Позволь же и мне с сумою
Брести за тобой, как слепцу, —
А ты называйся мною —
Величье тебе к лицу.
(1991)
Этот царственный «Михоэл» в совестливом своем убожестве был евреем не иудаистской, а как будто христианской ориентации – с огромным даром сострадания.
Когда еврею в поле жаль подбитого галчонка,
Ему лавчонка не нужна, зачем ему лавчонка?
(1964)
Христолюбне и зверолюбие вошли почетными членами в семью поэтических тем Айзенштадта. Так был вызван к жизни многочисленный святой народ зверья, звери с евангельской верою, – что не то чтобы взято из самого новозаветного предания, но, если присмотреться, удивительно совпадает с ним, полным внешне жесткого антропологизма, по духу Этим Айзенштадт по-своему воспроизводит, возрождает евангельские традиции; тема звериного как инобожьего и в христианском, и в христологическом смыслах разрабатывается поэтом с уверенной полнотой воодушевления.
В. М. А.: «Айзенштадт – городок в Австрии, значит, предки мои были европейскими евреями, воспринявшими дух христианства. В моей семье было великое почтение ко Христу, совсем не так, как в ортодоксальных еврейских семьях. И для меня истинность этого Равви была непреложной.

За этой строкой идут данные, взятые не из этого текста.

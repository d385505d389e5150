//! Target formats: the social preset table, aspect ratios, and dimension math.
//!
//! Pure arithmetic on caller-supplied numbers. Nothing here knows about
//! pipelines or encodings; see [`crate::plan`] for that.
//!
//! # Example
//!
//! ```
//! use sharelayout::{AspectRatio, FormatSpec, SocialPreset};
//!
//! let spec = SocialPreset::TwitterPost.spec();
//! assert_eq!(spec, FormatSpec::new(1200, 675, "16:9"));
//!
//! // 1200×675 reduces to the same ratio.
//! assert_eq!(AspectRatio::reduced(1200, 675).to_string(), "16:9");
//! ```

use alloc::format;
use alloc::string::{String, ToString};
use core::fmt;
use core::str::FromStr;

use serde::{Deserialize, Deserializer, Serialize, Serializer};

use crate::error::PlanError;

/// Resolved canvas size and its aspect ratio.
#[derive(Clone, Debug, PartialEq, Eq, Hash, Serialize, Deserialize)]
#[serde(rename_all = "camelCase")]
pub struct FormatSpec {
    /// Canvas width in pixels. Always > 0.
    pub width: u32,
    /// Canvas height in pixels. Always > 0.
    pub height: u32,
    /// Ratio rendered as `"W:H"`.
    pub aspect_ratio: String,
}

impl FormatSpec {
    /// Create a spec from already-validated parts.
    pub fn new(width: u32, height: u32, aspect_ratio: impl Into<String>) -> Self {
        Self {
            width,
            height,
            aspect_ratio: aspect_ratio.into(),
        }
    }

    /// Explicit width and height. The ratio is the GCD-reduced fraction of
    /// the rounded dimensions.
    pub fn from_dimensions(width: f64, height: f64) -> Result<Self, PlanError> {
        let invalid = || PlanError::InvalidDimensions(format!("width={width}, height={height}"));
        let w = to_dimension(width).ok_or_else(invalid)?;
        let h = to_dimension(height).ok_or_else(invalid)?;
        Ok(Self::new(w, h, AspectRatio::reduced(w.into(), h.into()).to_string()))
    }

    /// Width taken from `base_width`, height derived from `ratio`.
    ///
    /// The ratio string is kept as parsed, not reduced: `"8:10"` stays
    /// `"8:10"`.
    pub fn from_aspect_ratio(ratio: &str, base_width: f64) -> Result<Self, PlanError> {
        let ratio: AspectRatio = ratio.parse()?;
        let invalid = || PlanError::InvalidBaseWidth(format!("{base_width} (aspect ratio {ratio})"));
        if !base_width.is_finite() || base_width <= 0.0 {
            return Err(invalid());
        }
        let w = to_dimension(base_width).ok_or_else(invalid)?;
        let h = to_dimension(ratio.height_for(base_width)).ok_or_else(invalid)?;
        Ok(Self::new(w, h, ratio.to_string()))
    }
}

// ============================================================================
// Presets
// ============================================================================

/// Named social-platform formats.
///
/// The table is closed: parsing any other key fails with
/// [`PlanError::UnknownPreset`].
#[derive(Copy, Clone, Debug, PartialEq, Eq, Hash)]
pub enum SocialPreset {
    /// 1080×1080, 1:1.
    InstagramSquare,
    /// 1080×1350, 4:5.
    InstagramPortrait,
    /// 1200×675, 16:9.
    TwitterPost,
    /// 1500×500, 3:1.
    TwitterHeader,
    /// 820×312, 205:78.
    FacebookCover,
}

impl SocialPreset {
    /// Every preset, in table order.
    pub const ALL: [Self; 5] = [
        Self::InstagramSquare,
        Self::InstagramPortrait,
        Self::TwitterPost,
        Self::TwitterHeader,
        Self::FacebookCover,
    ];

    /// Canonical keys, in table order.
    pub const KEYS: &'static [&'static str] = &[
        "instagramSquare",
        "instagramPortrait",
        "twitterPost",
        "twitterHeader",
        "facebookCover",
    ];

    /// Canonical key.
    pub const fn key(self) -> &'static str {
        match self {
            Self::InstagramSquare => "instagramSquare",
            Self::InstagramPortrait => "instagramPortrait",
            Self::TwitterPost => "twitterPost",
            Self::TwitterHeader => "twitterHeader",
            Self::FacebookCover => "facebookCover",
        }
    }

    /// Canvas `(width, height)` in pixels.
    pub const fn dimensions(self) -> (u32, u32) {
        match self {
            Self::InstagramSquare => (1080, 1080),
            Self::InstagramPortrait => (1080, 1350),
            Self::TwitterPost => (1200, 675),
            Self::TwitterHeader => (1500, 500),
            Self::FacebookCover => (820, 312),
        }
    }

    /// Aspect ratio as listed in the table.
    pub const fn aspect_ratio(self) -> AspectRatio {
        let (width, height) = match self {
            Self::InstagramSquare => (1, 1),
            Self::InstagramPortrait => (4, 5),
            Self::TwitterPost => (16, 9),
            Self::TwitterHeader => (3, 1),
            Self::FacebookCover => (205, 78),
        };
        AspectRatio { width, height }
    }

    /// The table entry.
    pub fn spec(self) -> FormatSpec {
        let (w, h) = self.dimensions();
        FormatSpec::new(w, h, self.aspect_ratio().to_string())
    }

    /// Look up a canonical key or one of its short aliases.
    pub fn from_key(key: &str) -> Option<Self> {
        match key {
            "instagramSquare" | "square" => Some(Self::InstagramSquare),
            "instagramPortrait" | "portrait" => Some(Self::InstagramPortrait),
            "twitterPost" | "wide" | "wide16x9" => Some(Self::TwitterPost),
            "twitterHeader" | "header" => Some(Self::TwitterHeader),
            "facebookCover" | "cover" => Some(Self::FacebookCover),
            _ => None,
        }
    }
}

impl FromStr for SocialPreset {
    type Err = PlanError;

    fn from_str(s: &str) -> Result<Self, Self::Err> {
        Self::from_key(s).ok_or_else(|| PlanError::UnknownPreset(s.into()))
    }
}

impl fmt::Display for SocialPreset {
    fn fmt(&self, f: &mut fmt::Formatter<'_>) -> fmt::Result {
        f.write_str(self.key())
    }
}

impl Serialize for SocialPreset {
    fn serialize<S: Serializer>(&self, serializer: S) -> Result<S::Ok, S::Error> {
        serializer.serialize_str(self.key())
    }
}

impl<'de> Deserialize<'de> for SocialPreset {
    fn deserialize<D: Deserializer<'de>>(deserializer: D) -> Result<Self, D::Error> {
        let key = String::deserialize(deserializer)?;
        key.parse().map_err(serde::de::Error::custom)
    }
}

// ============================================================================
// Aspect ratio
// ============================================================================

/// Integer aspect ratio `width:height`. Both components are > 0.
#[derive(Copy, Clone, Debug, PartialEq, Eq, Hash)]
pub struct AspectRatio {
    pub width: u64,
    pub height: u64,
}

impl AspectRatio {
    /// Parse `"W:H"`. Whitespace around either component is ignored.
    pub fn parse(input: &str) -> Result<Self, PlanError> {
        let invalid = || PlanError::InvalidAspectRatio(input.into());
        let (w, h) = input.split_once(':').ok_or_else(invalid)?;
        let width = parse_component(w).ok_or_else(invalid)?;
        let height = parse_component(h).ok_or_else(invalid)?;
        Ok(Self { width, height })
    }

    /// Reduce `width:height` by their greatest common divisor.
    ///
    /// Both arguments must be > 0.
    pub fn reduced(width: u64, height: u64) -> Self {
        let g = gcd(width, height).max(1);
        Self {
            width: width / g,
            height: height / g,
        }
    }

    /// Height matching `width` at this ratio, unrounded.
    pub fn height_for(self, width: f64) -> f64 {
        width * self.height as f64 / self.width as f64
    }
}

impl FromStr for AspectRatio {
    type Err = PlanError;

    fn from_str(s: &str) -> Result<Self, Self::Err> {
        Self::parse(s)
    }
}

impl fmt::Display for AspectRatio {
    fn fmt(&self, f: &mut fmt::Formatter<'_>) -> fmt::Result {
        write!(f, "{}:{}", self.width, self.height)
    }
}

/// Digits only, surrounded by optional whitespace, value > 0.
fn parse_component(s: &str) -> Option<u64> {
    let s = s.trim();
    if s.is_empty() || !s.bytes().all(|b| b.is_ascii_digit()) {
        return None;
    }
    s.parse::<u64>().ok().filter(|&v| v > 0)
}

// ============================================================================
// Internal arithmetic
// ============================================================================

fn gcd(mut a: u64, mut b: u64) -> u64 {
    while b != 0 {
        (a, b) = (b, a % b);
    }
    a
}

/// Half-away-from-zero rounding that also works without `std`.
pub(crate) fn round(x: f64) -> f64 {
    num_traits::Float::round(x)
}

/// Round to a pixel count. `None` for non-finite values and anything that
/// does not land in `1..=u32::MAX`.
pub(crate) fn to_dimension(x: f64) -> Option<u32> {
    if !x.is_finite() {
        return None;
    }
    let r = round(x);
    if r >= 1.0 && r <= u32::MAX as f64 {
        Some(r as u32)
    } else {
        None
    }
}
//! Loose JSON requests → typed requests → plans, and plan serialization.

use serde_json::json;
use sharelayout::*;

fn raw(value: serde_json::Value) -> RawRequest {
    serde_json::from_value(value).expect("valid raw request")
}

#[test]
fn camel_case_fields_deserialize() {
    let r = raw(json!({
        "aspectRatio": "4:5",
        "baseWidth": 1200,
        "aiBackgroundFill": true,
        "format": "webp",
    }));
    assert_eq!(r.aspect_ratio.as_deref(), Some("4:5"));
    assert_eq!(r.base_width, Some(1200.0));
    assert_eq!(r.ai_background_fill, Some(true));
    assert_eq!(r.format.as_deref(), Some("webp"));
    assert_eq!(r.quality, None);
}

#[test]
fn strict_plan_from_json() {
    let r = raw(json!({ "aspectRatio": "4:5", "baseWidth": 1200 }));
    let plan = Planner::default()
        .plan_raw(&r, ResolvePolicy::Strict)
        .unwrap();
    assert_eq!(plan.format_spec(), FormatSpec::new(1200, 1500, "4:5"));
}

#[test]
fn missing_mode() {
    let r = raw(json!({ "format": "png" }));
    assert_eq!(
        r.resolve(ResolvePolicy::default()),
        Err(PlanError::MissingTargetSpec)
    );
}

#[test]
fn ambiguous_mode_names_every_signal() {
    let r = raw(json!({
        "preset": "twitterPost",
        "width": 100,
        "height": 100,
        "aspectRatio": "1:1",
    }));
    let err = r.resolve(ResolvePolicy::Strict).unwrap_err();
    assert_eq!(
        err,
        PlanError::AmbiguousTargetSpec("preset, width & height, aspect ratio".into())
    );
    assert!(err.to_string().starts_with("provide only one of"));
}

#[test]
fn priority_falls_back_to_aspect_ratio_last() {
    let r = raw(json!({ "width": 300, "height": 200, "aspectRatio": "1:1" }));
    let plan = Planner::default()
        .plan_raw(&r, ResolvePolicy::Priority)
        .unwrap();
    assert_eq!(plan.format_spec(), FormatSpec::new(300, 200, "3:2"));
}

#[test]
fn unknown_preset_message_lists_choices() {
    let r = raw(json!({ "preset": "tiktok" }));
    let msg = r.resolve(ResolvePolicy::Strict).unwrap_err().to_string();
    assert!(msg.contains("'tiktok'"), "{msg}");
    assert!(msg.contains("instagramPortrait"), "{msg}");
}

#[test]
fn preset_deserializes_directly() {
    let preset: SocialPreset = serde_json::from_value(json!("cover")).unwrap();
    assert_eq!(preset, SocialPreset::FacebookCover);
    assert_eq!(serde_json::to_value(preset).unwrap(), json!("facebookCover"));
    assert!(serde_json::from_value::<SocialPreset>(json!("banner")).is_err());
}

#[test]
fn config_from_partial_json() {
    let config: PlannerConfig = serde_json::from_value(json!({
        "defaultBaseWidth": 720,
        "export": { "format": "jpg", "quality": "auto:good" },
    }))
    .unwrap();
    assert_eq!(config.default_base_width, 720.0);
    assert_eq!(config.min_fill_dimension, 10);
    assert_eq!(config.preview, EncodingDefaults::preview());

    let plan = Planner::new(config)
        .build_plan(&BuildRequest::aspect_ratio("16:9"))
        .unwrap();
    assert_eq!((plan.width, plan.height), (720, 405));
    assert_eq!(
        plan.export_steps[1],
        Step::Encoding(EncodingStep {
            format: "jpg".into(),
            quality: "auto:good".into()
        })
    );
}

#[test]
fn plan_serializes_as_step_maps() {
    let plan = build_plan(&BuildRequest::preset(SocialPreset::InstagramSquare)).unwrap();
    assert_eq!(
        serde_json::to_value(&plan).unwrap(),
        json!({
            "width": 1080,
            "height": 1080,
            "aspectRatio": "1:1",
            "previewSteps": [
                {
                    "width": 1080,
                    "height": 1080,
                    "crop": "pad",
                    "gravity": "auto",
                    "background": "auto:predominant",
                },
                { "fetch_format": "auto", "quality": "auto" },
            ],
            "exportSteps": [
                {
                    "width": 1080,
                    "height": 1080,
                    "crop": "pad",
                    "gravity": "auto",
                    "background": "auto:predominant",
                },
                { "fetch_format": "png", "quality": "auto:best" },
            ],
        })
    );
}

#[test]
fn priority_ignores_lone_width_next_to_aspect_ratio() {
    let r = raw(json!({ "width": 100, "aspectRatio": "4:5" }));
    let plan = Planner::default()
        .plan_raw(&r, ResolvePolicy::Priority)
        .unwrap();
    assert_eq!(plan.format_spec(), FormatSpec::new(1080, 1350, "4:5"));
}

#[test]
fn empty_preset_does_not_make_request_ambiguous() {
    let r = raw(json!({ "preset": "", "aspectRatio": "4:5" }));
    let plan = Planner::default()
        .plan_raw(&r, ResolvePolicy::Strict)
        .unwrap();
    assert_eq!(plan.format_spec(), FormatSpec::new(1080, 1350, "4:5"));
}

Никакие философы и мудрецы, которых я читал впоследствии, – никто не заменил мне Христа».
Зверолюбие Айзенштадта (распространяемое, как и все у него, не только на поэзию, но и на реальную повседневную жизнь) можно рассматривать и как пересадку на нашу мировоззренческую почву заповедей восточных культов (например, не убивать животных). Но здесь есть большое отличие: в морали одних народов изначально присутствует то, что другие со временем могут присваивать. Между тем Айзенштадтово зверолюбие по духовной своей форме совершенно не противоречит православным понятиям о благости тварной жизни – напротив, даже является закреплением этих понятий на новых ценностных рубежах. Отсюда столь эстетически прочувствованная и этически выверенная «христианскость» всех этих «резвящихся небылиц». Звери, страдающие от людей, звери, людьми гонимые, презираемые и убиваемые, становятся в мире Айзенштадта не только природными параллелями Христу, но и его духовными воплощениями. Вспоминается не христианское (но крестьянское!) почтение к «зверью» С. Есенина (вообще Айзенштадт на уровне детали частенько перекликается с Есениным). Иначе, по-апостольски и манифестально, как будто он преодолел адамово грехопадение, заявлял о своем отношении к зверям Александр Добролюбов: «Я поднял примиренья знамя, //Я братьями скотов считал», – а в другом месте предлагал живым тварям в честь пасхального торжества «погрузиться в глубокое размышление» («Примирение с землей и зверями»).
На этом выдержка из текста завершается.